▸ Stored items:
--*--

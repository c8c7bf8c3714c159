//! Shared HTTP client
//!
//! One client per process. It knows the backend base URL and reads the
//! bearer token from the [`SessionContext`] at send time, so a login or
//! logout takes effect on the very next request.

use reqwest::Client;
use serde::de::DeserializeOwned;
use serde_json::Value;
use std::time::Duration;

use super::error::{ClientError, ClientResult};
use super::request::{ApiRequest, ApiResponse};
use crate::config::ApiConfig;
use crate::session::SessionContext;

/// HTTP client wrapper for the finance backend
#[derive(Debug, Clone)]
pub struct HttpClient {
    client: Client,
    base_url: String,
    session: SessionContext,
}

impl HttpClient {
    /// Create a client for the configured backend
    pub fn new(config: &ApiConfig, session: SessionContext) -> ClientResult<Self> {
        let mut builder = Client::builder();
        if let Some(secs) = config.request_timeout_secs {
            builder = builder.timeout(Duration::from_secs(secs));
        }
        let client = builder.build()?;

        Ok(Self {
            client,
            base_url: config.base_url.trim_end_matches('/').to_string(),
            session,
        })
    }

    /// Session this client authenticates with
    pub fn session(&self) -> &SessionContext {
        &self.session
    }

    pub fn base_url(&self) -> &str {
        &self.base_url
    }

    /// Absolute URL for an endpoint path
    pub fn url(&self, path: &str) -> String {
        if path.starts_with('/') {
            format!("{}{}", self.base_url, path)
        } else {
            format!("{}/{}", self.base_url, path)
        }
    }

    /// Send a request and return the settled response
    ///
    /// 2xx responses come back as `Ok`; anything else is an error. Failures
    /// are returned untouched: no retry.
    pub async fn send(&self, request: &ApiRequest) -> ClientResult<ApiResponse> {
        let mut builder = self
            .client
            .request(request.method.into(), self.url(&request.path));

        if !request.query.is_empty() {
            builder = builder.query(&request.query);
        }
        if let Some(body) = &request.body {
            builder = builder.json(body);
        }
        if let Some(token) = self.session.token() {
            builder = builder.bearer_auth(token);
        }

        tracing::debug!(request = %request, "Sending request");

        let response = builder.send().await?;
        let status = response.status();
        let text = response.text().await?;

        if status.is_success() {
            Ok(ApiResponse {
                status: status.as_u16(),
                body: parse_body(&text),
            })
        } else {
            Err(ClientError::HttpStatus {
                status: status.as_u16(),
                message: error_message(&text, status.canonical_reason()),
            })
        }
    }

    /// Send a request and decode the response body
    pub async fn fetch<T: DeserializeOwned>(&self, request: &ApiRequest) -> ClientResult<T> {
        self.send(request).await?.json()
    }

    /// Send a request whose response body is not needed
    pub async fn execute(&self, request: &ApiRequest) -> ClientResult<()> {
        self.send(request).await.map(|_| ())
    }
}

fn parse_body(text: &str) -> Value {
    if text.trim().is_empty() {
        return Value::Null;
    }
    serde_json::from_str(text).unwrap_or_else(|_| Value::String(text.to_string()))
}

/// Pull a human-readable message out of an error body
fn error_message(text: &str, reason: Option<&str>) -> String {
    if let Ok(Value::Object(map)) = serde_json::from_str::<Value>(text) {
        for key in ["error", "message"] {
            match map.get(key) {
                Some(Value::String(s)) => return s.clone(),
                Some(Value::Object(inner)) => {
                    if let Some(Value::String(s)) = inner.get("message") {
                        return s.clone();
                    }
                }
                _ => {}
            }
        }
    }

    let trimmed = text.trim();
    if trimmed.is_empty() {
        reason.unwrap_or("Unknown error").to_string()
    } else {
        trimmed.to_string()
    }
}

--*--

▸ Task item:
Where a line in the records above includes the string "await", show it.

▸ Result for this exercise:
        let response = builder.send().await?;
        let text = response.text().await?;
        self.send(request).await?.json()
        self.send(request).await.map(|_| ())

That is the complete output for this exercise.